Hummus Fit Meal Prep: Experience the Difference.
This protein-rich salad can be made in advance, is refreshing, and can easily be transported for meals on the go. The quality and types of foods you choose are important because some foods contain nutrients that can increase your energy levels. Alternately, there are also foods that can contribute to your low energy levels. Simple carbohydrates and added sugars have been known to spike blood sugar levels and lead to a “crashing” effect. It is packed with protein from the quinoa and black beans.
Free yourself of dieting, get off the hamster wheel, and become who you were created to be! You can make the salmon taste even better by adding some olive oil and herbs like parsley. If you want even more protein, you can mix in a scoop of your favorite protein powder. When combined with black beans, it gives you all nine essential amino acids, making it a complete protein source. Customers can select meals that naturally avoid certain allergens, but we recommend those with severe allergies carefully evaluate their individual needs.
Cottage Cheese Pizza Crust (No-Rise & Protein-Packed!)
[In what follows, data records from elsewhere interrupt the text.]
//! Profile sources: discovery and loading of named profiles.

use rustc_hash::FxHashMap;
use serde_json::Value;
use std::io::ErrorKind;
use std::path::{Path, PathBuf};
use thiserror::Error;
use tracing::debug;

use crate::schema::profile::{Profile, ValidationError};

/// A profile resource exists but is not well-formed structured data.
#[derive(Debug, Error)]
pub enum ParseError {
    #[error("JSON error: {0}")]
    Json(#[from] serde_json::Error),
    #[error("RON error: {0}")]
    Ron(#[from] ron::error::SpannedError),
}

#[derive(Debug, Error)]
pub enum ProfileError {
    #[error("profile not found: {0}")]
    NotFound(String),
    #[error("profile '{profile}' could not be parsed: {source}")]
    Parse {
        profile: String,
        #[source]
        source: ParseError,
    },
    #[error("profile '{profile}' is invalid: {source}")]
    Invalid {
        profile: String,
        #[source]
        source: ValidationError,
    },
    #[error("IO error: {0}")]
    Io(#[from] std::io::Error),
}

/// Anything that can resolve a profile identifier to a validated profile.
pub trait ProfileSource {
    /// Load and validate the profile named `profile_id`.
    fn load(&self, profile_id: &str) -> Result<Profile, ProfileError>;

    /// Identifiers starting with `prefix`, sorted, with the prefix's default
    /// profile first.
    fn discover(&self, prefix: &str) -> Vec<String>;
}

/// Profiles stored as `{prefix}{name}.json` (or `.ron`) files in one directory.
#[derive(Debug, Clone)]
pub struct ProfileDir {
    root: PathBuf,
}

impl ProfileDir {
    pub fn new(root: impl Into<PathBuf>) -> Self {
        Self { root: root.into() }
    }

    pub fn root(&self) -> &Path {
        &self.root
    }

    fn resolve(&self, profile_id: &str) -> Option<PathBuf> {
        let plain = !profile_id.is_empty()
            && !profile_id.starts_with('.')
            && !profile_id.contains(&['/', '\\'][..]);
        plain.then(|| self.root.join(profile_id))
    }
}

impl ProfileSource for ProfileDir {
    fn load(&self, profile_id: &str) -> Result<Profile, ProfileError> {
        let path = self
            .resolve(profile_id)
            .ok_or_else(|| ProfileError::NotFound(profile_id.to_string()))?;

        let contents = match std::fs::read_to_string(&path) {
            Ok(contents) => contents,
            Err(e) if e.kind() == ErrorKind::NotFound => {
                return Err(ProfileError::NotFound(profile_id.to_string()));
            }
            Err(e) => return Err(e.into()),
        };

        debug!(profile = profile_id, path = %path.display(), "loading profile");
        let format = ProfileFormat::from_path(&path);
        parse_profile(profile_id, &contents, format)
    }

    fn discover(&self, prefix: &str) -> Vec<String> {
        let names: Vec<String> = match std::fs::read_dir(&self.root) {
            Ok(entries) => entries
                .flatten()
                .filter(|entry| entry.path().is_file())
                .filter_map(|entry| entry.file_name().into_string().ok())
                .filter(|name| ProfileFormat::from_path(Path::new(name)).is_some())
                .collect(),
            Err(e) => {
                debug!(root = %self.root.display(), error = %e, "profile directory unreadable");
                Vec::new()
            }
        };
        let found = order_discovered(names, prefix);
        debug!(prefix, count = found.len(), "discovered profiles");
        found
    }
}

/// Profiles held in memory, keyed by identifier.
#[derive(Debug, Clone, Default)]
pub struct InMemoryProfiles {
    profiles: FxHashMap<String, Profile>,
}

impl InMemoryProfiles {
    pub fn new() -> Self {
        Self::default()
    }

    pub fn insert(&mut self, profile_id: impl Into<String>, profile: Profile) {
        self.profiles.insert(profile_id.into(), profile);
    }

    /// Parse and validate `contents` in the format implied by `profile_id`'s
    /// extension, then store it.
    pub fn insert_source(&mut self, profile_id: &str, contents: &str) -> Result<(), ProfileError> {
        let format = ProfileFormat::from_path(Path::new(profile_id)).unwrap_or(ProfileFormat::Json);
        let profile = parse_profile(profile_id, contents, Some(format))?;
        self.insert(profile_id, profile);
        Ok(())
    }
}

impl ProfileSource for InMemoryProfiles {
    fn load(&self, profile_id: &str) -> Result<Profile, ProfileError> {
        self.profiles
            .get(profile_id)
            .cloned()
            .ok_or_else(|| ProfileError::NotFound(profile_id.to_string()))
    }

    fn discover(&self, prefix: &str) -> Vec<String> {
        order_discovered(self.profiles.keys().cloned().collect(), prefix)
    }
}

/// Serialization format of a stored profile.
#[derive(Debug, Clone, Copy, PartialEq, Eq)]
pub enum ProfileFormat {
    Json,
    Ron,
}

impl ProfileFormat {
    /// Format by file extension; `None` for anything else.
    pub fn from_path(path: &Path) -> Option<ProfileFormat> {
        match path.extension().and_then(|s| s.to_str()) {
            Some("json") => Some(ProfileFormat::Json),
            Some("ron") => Some(ProfileFormat::Ron),
            _ => None,
        }
    }
}

/// Parse profile text and validate it. Unknown formats are read as JSON.
pub fn parse_profile(
    profile_id: &str,
    contents: &str,
    format: Option<ProfileFormat>,
) -> Result<Profile, ProfileError> {
    let parse_error = |source: ParseError| ProfileError::Parse {
        profile: profile_id.to_string(),
        source,
    };
    let raw: Value = match format.unwrap_or(ProfileFormat::Json) {
        ProfileFormat::Json => {
            serde_json::from_str(contents).map_err(|e| parse_error(ParseError::from(e)))?
        }
        ProfileFormat::Ron => {
            ron::from_str(contents).map_err(|e| parse_error(ParseError::from(e)))?
        }
    };
    Profile::validate(&raw).map_err(|source| ProfileError::Invalid {
        profile: profile_id.to_string(),
        source,
    })
}

/// Keep names starting with `prefix`, sort them, and move the prefix's
/// default profile to the front. Falls back to `{prefix}default.json`
/// when nothing matches.
pub fn order_discovered(names: Vec<String>, prefix: &str) -> Vec<String> {
    let mut found: Vec<String> = names
        .into_iter()
        .filter(|name| name.starts_with(prefix))
        .collect();
    found.sort();

    let default_json = format!("{}default.json", prefix);
    let default_ron = format!("{}default.ron", prefix);
    let default_pos = found
        .iter()
        .position(|n| *n == default_json)
        .or_else(|| found.iter().position(|n| *n == default_ron));
    if let Some(pos) = default_pos {
        let default = found.remove(pos);
        found.insert(0, default);
    }

    if found.is_empty() {
        found.push(default_json);
    }
    found
}

#[cfg(test)]
mod tests {
    use super::*;
    use std::fs;

    const VALID: &str = r#"{"templates": ["a {x}"], "pools": {"x": ["1"]}}"#;

    #[test]
    fn order_puts_default_first() {
        let names = vec![
            "style_watercolor.json".to_string(),
            "style_default.json".to_string(),
            "style_anime.json".to_string(),
            "mood_default.json".to_string(),
        ];
        assert_eq!(
            order_discovered(names, "style_"),
            vec!["style_default.json", "style_anime.json", "style_watercolor.json"]
        );
    }

    #[test]
    fn order_falls_back_to_prefixed_default() {
        assert_eq!(order_discovered(Vec::new(), "mood_"), vec!["mood_default.json"]);
        assert_eq!(order_discovered(Vec::new(), ""), vec!["default.json"]);
    }

    #[test]
    fn order_prefers_json_default_over_ron() {
        let names = vec!["default.ron".to_string(), "default.json".to_string(), "a.json".to_string()];
        assert_eq!(order_discovered(names, "")[0], "default.json");
    }

    #[test]
    fn dir_loads_and_discovers() {
        let dir = tempfile::tempdir().unwrap();
        fs::write(dir.path().join("mood_default.json"), VALID).unwrap();
        fs::write(dir.path().join("mood_dark.json"), VALID).unwrap();
        fs::write(dir.path().join("mood_notes.txt"), "ignored").unwrap();
        fs::create_dir(dir.path().join("mood_subdir.json")).unwrap();

        let source = ProfileDir::new(dir.path());
        assert_eq!(
            source.discover("mood_"),
            vec!["mood_default.json", "mood_dark.json"]
        );
        let profile = source.load("mood_dark.json").unwrap();
        assert_eq!(profile.templates().len(), 1);
    }

    #[test]
    fn dir_missing_profile_is_not_found() {
        let dir = tempfile::tempdir().unwrap();
        let err = ProfileDir::new(dir.path()).load("nope.json").unwrap_err();
        assert!(matches!(err, ProfileError::NotFound(ref id) if id == "nope.json"));
    }

    #[test]
    fn dir_rejects_path_traversal() {
        let dir = tempfile::tempdir().unwrap();
        let source = ProfileDir::new(dir.path());
        assert!(matches!(source.load("../etc/passwd"), Err(ProfileError::NotFound(_))));
        assert!(matches!(source.load(".hidden.json"), Err(ProfileError::NotFound(_))));
    }

    #[test]
    fn dir_missing_root_discovers_fallback() {
        let source = ProfileDir::new("/definitely/not/a/real/profile/dir");
        assert_eq!(source.discover("scene_"), vec!["scene_default.json"]);
    }

    #[test]
    fn malformed_json_is_parse_error() {
        let err = parse_profile("bad.json", "{not json", Some(ProfileFormat::Json)).unwrap_err();
        assert!(matches!(err, ProfileError::Parse { source: ParseError::Json(_), .. }));
    }

    #[test]
    fn incomplete_profile_is_invalid() {
        let err = parse_profile("half.json", r#"{"templates": ["t"]}"#, None).unwrap_err();
        assert!(matches!(
            err,
            ProfileError::Invalid { source: ValidationError::MissingField("pools"), .. }
        ));
    }

    #[test]
    fn ron_profile_parses() {
        let ron_text = r#"{
            "name": "Ron profile",
            "templates": ["{b} then {a}"],
            "pools": {"b": ["B"], "a": ["A"]},
        }"#;
        let profile = parse_profile("p.ron", ron_text, Some(ProfileFormat::Ron)).unwrap();
        assert_eq!(profile.name(), Some("Ron profile"));
        let order: Vec<&str> = profile.pools().keys().map(String::as_str).collect();
        assert_eq!(order, vec!["b", "a"]);
    }

    #[test]
    fn malformed_ron_is_parse_error() {
        let err = parse_profile("bad.ron", "{ templates: ", Some(ProfileFormat::Ron)).unwrap_err();
        assert!(matches!(err, ProfileError::Parse { source: ParseError::Ron(_), .. }));
    }

    #[test]
    fn in_memory_source() {
        let mut source = InMemoryProfiles::new();
        source.insert_source("style_default.json", VALID).unwrap();
        source.insert_source("style_ink.json", VALID).unwrap();
        assert_eq!(
            source.discover("style_"),
            vec!["style_default.json", "style_ink.json"]
        );
        assert!(source.load("style_ink.json").is_ok());
        assert!(matches!(source.load("x.json"), Err(ProfileError::NotFound(_))));
    }

    #[test]
    fn in_memory_insert_rejects_invalid() {
        let mut source = InMemoryProfiles::new();
        let err = source
            .insert_source("empty.json", r#"{"templates": [], "pools": {}}"#)
            .unwrap_err();
        assert!(matches!(
            err,
            ProfileError::Invalid { source: ValidationError::EmptyTemplates, .. }
        ));
        assert!(source.discover("").contains(&"default.json".to_string()));
    }
}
Thus far I have liked most of the meals that I have received. During transportation, we package the meals in reusable thermal insulated bags to ensure a cool meal while allowing us to reuse the bags for future deliveries. When you visit My Fit Foods, you’re not just picking unimeal-review trustpilot up meals — you’re connecting with a community built around your success.
Pumpkin Recipes
Next, add vegetable broth, lentils, and /trustpilot/ a mix of spices like cumin and paprika for warmth. Toss in diced tomatoes, spinach, and any other veggies you love. Allow this hearty stew to simmer until the lentils are tender.
In case you prefer a plant-based diet, you can enjoy vegan recipes such as spaghetti with tempeh, pasta with mushroom sauce, or chickpea goulash. These healthy, high-protein recipes will fill you up and keep you feeling satisfied. Start your day with a high-protein breakfast, then try one of my snacks or dinner ideas later in the day. When it comes to eating and exercise, everyone is different. So notice how you feel during your workout and how your overall performance is affected by what you eat.